Dataset items:
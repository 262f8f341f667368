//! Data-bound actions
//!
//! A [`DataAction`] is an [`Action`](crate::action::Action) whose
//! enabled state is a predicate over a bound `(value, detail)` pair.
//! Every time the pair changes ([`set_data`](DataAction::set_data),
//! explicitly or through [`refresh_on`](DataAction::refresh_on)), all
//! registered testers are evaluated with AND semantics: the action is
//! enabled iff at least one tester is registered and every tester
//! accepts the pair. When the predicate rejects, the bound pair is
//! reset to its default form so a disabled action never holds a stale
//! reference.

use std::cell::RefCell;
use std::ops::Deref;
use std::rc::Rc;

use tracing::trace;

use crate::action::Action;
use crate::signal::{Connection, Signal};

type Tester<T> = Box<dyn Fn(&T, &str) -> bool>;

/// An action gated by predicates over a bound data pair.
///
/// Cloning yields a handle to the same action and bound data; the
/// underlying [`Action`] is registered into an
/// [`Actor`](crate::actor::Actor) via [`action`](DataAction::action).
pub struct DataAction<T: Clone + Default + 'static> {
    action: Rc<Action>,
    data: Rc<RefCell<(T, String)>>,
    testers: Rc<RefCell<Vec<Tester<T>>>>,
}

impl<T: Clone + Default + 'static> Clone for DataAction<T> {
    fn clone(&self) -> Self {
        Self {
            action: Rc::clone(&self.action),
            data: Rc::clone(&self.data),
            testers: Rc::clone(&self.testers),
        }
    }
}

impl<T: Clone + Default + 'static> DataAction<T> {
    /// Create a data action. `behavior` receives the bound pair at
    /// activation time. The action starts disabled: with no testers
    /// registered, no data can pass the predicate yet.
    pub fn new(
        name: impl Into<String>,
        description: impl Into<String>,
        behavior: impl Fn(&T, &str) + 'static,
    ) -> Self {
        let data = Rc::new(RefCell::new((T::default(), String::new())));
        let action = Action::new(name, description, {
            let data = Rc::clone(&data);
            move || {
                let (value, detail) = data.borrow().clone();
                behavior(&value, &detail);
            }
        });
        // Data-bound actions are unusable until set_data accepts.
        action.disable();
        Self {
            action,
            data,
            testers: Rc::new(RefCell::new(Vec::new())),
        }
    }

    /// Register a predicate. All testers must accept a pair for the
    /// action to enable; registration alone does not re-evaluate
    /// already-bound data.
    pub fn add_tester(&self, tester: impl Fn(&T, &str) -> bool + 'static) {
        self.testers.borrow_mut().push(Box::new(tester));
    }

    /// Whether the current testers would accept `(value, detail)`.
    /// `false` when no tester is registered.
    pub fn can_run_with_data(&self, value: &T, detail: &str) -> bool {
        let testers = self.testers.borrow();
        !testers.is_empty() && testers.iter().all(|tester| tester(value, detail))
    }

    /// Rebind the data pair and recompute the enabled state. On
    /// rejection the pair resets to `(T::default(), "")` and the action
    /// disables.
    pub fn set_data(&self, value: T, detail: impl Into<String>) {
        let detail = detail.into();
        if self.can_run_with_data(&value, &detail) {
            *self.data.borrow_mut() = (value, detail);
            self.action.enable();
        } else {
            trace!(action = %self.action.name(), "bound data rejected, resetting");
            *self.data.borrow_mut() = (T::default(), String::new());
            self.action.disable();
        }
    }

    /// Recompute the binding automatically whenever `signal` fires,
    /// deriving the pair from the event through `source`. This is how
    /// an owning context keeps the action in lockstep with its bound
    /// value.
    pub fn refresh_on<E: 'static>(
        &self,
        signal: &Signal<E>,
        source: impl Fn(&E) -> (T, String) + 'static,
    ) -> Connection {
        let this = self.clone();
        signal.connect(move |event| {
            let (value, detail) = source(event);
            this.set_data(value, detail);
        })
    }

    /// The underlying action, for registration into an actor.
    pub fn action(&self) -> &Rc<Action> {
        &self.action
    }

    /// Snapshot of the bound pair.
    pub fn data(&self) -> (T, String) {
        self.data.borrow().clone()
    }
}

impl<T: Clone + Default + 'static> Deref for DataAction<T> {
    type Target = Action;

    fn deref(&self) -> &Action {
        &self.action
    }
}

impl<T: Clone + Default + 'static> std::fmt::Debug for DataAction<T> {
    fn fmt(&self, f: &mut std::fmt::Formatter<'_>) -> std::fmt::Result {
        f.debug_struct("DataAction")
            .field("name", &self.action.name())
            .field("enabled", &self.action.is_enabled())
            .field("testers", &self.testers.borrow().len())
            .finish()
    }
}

→ Problem details:
The answer should consist of every line above in which "trace" appears.

→ Response to the task:
use tracing::trace;
            trace!(action = %self.action.name(), "bound data rejected, resetting");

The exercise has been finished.